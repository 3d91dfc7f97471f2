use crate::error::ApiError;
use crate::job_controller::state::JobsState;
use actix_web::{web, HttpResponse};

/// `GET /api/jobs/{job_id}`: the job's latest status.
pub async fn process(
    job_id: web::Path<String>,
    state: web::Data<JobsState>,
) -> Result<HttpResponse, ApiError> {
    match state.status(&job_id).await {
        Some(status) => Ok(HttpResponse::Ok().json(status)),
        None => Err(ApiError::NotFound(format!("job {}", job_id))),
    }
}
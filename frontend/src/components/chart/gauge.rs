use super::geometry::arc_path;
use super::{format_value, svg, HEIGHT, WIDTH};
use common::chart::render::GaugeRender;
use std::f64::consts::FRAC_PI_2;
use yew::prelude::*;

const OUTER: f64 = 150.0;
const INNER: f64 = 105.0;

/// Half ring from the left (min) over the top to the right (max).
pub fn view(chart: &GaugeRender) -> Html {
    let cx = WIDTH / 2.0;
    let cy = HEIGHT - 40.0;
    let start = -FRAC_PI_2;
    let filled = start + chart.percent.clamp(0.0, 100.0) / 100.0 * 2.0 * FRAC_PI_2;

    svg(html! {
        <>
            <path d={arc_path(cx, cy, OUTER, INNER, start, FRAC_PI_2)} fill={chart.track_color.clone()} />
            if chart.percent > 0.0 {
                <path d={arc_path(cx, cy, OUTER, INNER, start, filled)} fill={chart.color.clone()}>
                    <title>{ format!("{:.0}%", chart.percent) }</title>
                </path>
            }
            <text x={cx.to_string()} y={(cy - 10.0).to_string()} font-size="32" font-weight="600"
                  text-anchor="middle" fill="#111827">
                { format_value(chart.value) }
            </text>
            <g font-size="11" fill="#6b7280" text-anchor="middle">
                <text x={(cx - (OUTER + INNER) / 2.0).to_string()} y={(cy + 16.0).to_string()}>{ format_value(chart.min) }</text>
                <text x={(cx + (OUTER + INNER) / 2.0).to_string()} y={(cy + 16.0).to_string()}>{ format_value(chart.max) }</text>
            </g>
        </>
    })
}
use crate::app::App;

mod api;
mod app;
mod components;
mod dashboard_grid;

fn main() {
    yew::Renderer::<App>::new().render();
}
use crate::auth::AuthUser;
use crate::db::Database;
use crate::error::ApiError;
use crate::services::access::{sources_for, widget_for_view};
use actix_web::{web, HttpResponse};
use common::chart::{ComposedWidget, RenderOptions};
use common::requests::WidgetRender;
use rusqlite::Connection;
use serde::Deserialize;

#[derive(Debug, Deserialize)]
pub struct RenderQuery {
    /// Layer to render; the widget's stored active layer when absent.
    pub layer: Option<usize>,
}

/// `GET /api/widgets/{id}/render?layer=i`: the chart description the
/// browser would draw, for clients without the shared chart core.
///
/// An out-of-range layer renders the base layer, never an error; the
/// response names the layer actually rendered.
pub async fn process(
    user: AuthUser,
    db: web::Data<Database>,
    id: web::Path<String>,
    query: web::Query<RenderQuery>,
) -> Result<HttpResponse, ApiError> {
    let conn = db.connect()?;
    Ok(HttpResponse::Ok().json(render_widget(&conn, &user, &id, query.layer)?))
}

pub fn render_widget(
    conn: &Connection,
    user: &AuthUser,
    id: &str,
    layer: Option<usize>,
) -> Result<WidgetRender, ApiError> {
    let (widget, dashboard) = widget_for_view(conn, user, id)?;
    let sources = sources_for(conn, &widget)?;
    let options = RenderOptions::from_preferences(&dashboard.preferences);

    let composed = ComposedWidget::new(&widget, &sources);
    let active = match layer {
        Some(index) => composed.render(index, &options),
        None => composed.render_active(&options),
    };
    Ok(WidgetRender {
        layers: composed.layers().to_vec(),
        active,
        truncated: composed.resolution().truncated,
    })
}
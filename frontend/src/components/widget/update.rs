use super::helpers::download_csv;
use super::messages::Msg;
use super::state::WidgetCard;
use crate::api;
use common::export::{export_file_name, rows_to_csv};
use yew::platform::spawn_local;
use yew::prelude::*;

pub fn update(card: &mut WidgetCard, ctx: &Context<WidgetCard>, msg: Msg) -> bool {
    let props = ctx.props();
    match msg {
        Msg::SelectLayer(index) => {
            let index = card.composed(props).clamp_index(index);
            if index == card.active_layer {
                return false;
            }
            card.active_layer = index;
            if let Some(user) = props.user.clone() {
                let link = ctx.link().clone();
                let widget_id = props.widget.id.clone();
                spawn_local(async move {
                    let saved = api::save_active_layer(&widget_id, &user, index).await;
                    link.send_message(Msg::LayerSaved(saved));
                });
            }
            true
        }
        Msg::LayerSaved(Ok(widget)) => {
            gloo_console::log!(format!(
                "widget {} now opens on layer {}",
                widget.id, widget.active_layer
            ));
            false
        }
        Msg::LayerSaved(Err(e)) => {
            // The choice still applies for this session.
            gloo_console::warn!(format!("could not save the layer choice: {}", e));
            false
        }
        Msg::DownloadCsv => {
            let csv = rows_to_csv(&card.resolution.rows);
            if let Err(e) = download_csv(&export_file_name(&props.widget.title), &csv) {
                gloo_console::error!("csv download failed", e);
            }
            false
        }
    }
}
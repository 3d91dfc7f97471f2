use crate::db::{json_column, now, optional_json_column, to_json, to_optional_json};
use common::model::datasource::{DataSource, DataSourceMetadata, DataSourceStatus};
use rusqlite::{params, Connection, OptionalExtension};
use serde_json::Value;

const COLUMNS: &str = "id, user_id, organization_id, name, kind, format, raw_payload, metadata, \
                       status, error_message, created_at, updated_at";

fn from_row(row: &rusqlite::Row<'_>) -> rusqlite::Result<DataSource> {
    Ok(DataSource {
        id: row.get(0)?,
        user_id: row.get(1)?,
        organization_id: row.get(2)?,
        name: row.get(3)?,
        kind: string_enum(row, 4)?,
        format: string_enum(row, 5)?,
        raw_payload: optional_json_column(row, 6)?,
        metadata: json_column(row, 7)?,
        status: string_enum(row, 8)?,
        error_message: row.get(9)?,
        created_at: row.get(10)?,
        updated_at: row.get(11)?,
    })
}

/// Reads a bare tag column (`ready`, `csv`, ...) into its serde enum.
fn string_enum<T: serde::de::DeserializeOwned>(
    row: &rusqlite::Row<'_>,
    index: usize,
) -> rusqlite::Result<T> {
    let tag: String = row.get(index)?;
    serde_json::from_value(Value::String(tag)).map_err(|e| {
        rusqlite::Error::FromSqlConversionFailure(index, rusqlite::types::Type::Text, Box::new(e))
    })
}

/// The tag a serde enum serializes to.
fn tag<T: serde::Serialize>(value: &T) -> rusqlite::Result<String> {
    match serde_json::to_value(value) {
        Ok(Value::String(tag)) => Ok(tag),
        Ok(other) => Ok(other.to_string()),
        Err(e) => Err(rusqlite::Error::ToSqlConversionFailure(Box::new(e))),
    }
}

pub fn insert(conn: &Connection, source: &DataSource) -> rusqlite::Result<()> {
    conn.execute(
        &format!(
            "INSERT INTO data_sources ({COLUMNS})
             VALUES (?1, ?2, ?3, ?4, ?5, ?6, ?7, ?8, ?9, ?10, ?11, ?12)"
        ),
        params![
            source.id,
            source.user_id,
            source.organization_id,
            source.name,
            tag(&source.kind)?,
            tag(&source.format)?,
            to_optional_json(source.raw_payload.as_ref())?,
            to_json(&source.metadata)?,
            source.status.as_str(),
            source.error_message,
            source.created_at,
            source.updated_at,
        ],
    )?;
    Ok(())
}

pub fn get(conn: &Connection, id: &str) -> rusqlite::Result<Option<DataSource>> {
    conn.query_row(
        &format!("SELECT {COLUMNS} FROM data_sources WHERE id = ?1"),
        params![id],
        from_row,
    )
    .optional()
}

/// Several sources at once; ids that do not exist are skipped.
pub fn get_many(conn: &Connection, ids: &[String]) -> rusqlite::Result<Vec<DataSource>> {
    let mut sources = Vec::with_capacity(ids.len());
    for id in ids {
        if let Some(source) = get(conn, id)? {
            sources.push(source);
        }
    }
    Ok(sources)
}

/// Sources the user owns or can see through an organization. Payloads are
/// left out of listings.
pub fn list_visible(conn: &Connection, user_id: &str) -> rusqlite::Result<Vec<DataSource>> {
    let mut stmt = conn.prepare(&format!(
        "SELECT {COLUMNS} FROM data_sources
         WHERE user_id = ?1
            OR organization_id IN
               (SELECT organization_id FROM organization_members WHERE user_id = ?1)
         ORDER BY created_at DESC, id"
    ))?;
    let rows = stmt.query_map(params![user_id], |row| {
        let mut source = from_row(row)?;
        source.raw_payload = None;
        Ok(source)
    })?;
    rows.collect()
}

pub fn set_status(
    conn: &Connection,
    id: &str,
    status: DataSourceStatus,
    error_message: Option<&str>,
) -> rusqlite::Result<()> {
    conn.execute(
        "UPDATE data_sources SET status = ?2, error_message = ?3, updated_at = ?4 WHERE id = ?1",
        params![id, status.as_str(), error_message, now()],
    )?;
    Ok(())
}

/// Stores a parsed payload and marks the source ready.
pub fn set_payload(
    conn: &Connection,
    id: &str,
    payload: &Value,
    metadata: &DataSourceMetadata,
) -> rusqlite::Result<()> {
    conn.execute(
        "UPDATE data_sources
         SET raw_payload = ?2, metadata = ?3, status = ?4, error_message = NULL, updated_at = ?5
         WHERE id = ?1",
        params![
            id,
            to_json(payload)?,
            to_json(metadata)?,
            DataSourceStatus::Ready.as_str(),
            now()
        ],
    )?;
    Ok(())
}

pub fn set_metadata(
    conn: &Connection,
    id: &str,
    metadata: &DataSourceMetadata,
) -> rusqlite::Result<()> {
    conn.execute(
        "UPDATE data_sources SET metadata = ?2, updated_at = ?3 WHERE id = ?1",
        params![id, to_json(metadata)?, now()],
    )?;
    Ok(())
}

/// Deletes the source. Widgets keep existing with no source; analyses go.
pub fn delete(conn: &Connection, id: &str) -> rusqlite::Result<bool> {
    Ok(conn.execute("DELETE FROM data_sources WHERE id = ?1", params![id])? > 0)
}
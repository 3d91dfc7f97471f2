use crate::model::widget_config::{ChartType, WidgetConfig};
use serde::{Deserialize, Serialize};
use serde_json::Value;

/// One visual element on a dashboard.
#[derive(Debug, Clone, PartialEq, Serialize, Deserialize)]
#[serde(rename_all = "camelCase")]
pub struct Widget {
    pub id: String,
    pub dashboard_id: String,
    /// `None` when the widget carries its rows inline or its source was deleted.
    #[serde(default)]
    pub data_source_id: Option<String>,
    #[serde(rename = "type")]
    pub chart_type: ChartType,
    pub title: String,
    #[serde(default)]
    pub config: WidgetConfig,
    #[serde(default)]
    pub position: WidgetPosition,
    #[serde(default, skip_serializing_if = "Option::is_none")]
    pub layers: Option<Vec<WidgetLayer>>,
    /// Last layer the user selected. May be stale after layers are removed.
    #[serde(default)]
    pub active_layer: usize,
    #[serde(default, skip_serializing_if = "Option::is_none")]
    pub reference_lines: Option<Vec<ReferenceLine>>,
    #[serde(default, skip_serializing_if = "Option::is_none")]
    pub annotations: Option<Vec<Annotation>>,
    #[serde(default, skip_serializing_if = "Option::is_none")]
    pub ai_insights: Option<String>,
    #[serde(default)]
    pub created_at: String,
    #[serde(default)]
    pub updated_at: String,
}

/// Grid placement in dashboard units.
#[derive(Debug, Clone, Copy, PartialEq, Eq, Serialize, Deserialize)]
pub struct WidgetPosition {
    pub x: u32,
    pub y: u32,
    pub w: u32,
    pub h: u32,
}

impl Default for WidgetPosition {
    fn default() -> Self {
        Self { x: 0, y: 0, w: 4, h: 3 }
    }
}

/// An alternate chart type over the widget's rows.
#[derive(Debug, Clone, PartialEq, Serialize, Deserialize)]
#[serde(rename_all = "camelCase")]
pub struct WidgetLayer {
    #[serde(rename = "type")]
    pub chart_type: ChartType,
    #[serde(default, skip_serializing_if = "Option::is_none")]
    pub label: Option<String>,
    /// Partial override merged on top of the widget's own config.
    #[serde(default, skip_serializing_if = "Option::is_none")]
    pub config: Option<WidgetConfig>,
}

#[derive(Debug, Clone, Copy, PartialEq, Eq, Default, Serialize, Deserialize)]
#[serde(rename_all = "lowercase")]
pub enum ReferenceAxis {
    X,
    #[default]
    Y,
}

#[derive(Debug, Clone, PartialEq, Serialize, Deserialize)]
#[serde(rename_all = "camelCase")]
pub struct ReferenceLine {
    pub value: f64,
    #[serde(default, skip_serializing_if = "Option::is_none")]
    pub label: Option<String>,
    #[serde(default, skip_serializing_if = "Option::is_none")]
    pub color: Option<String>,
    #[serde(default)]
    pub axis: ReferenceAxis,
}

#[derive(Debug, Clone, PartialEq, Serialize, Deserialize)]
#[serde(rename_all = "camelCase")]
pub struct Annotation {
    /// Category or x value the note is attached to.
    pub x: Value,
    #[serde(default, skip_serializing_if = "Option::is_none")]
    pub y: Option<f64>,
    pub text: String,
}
+ + + + + + +
**WHAT THE TASK REQUIRES**: Please report every line of the records above that contains the word "HEIGHT".

**SOLUTION FOR THIS EXERCISE**:
use super::{format_value, svg, HEIGHT, WIDTH};
    let cy = HEIGHT - 40.0;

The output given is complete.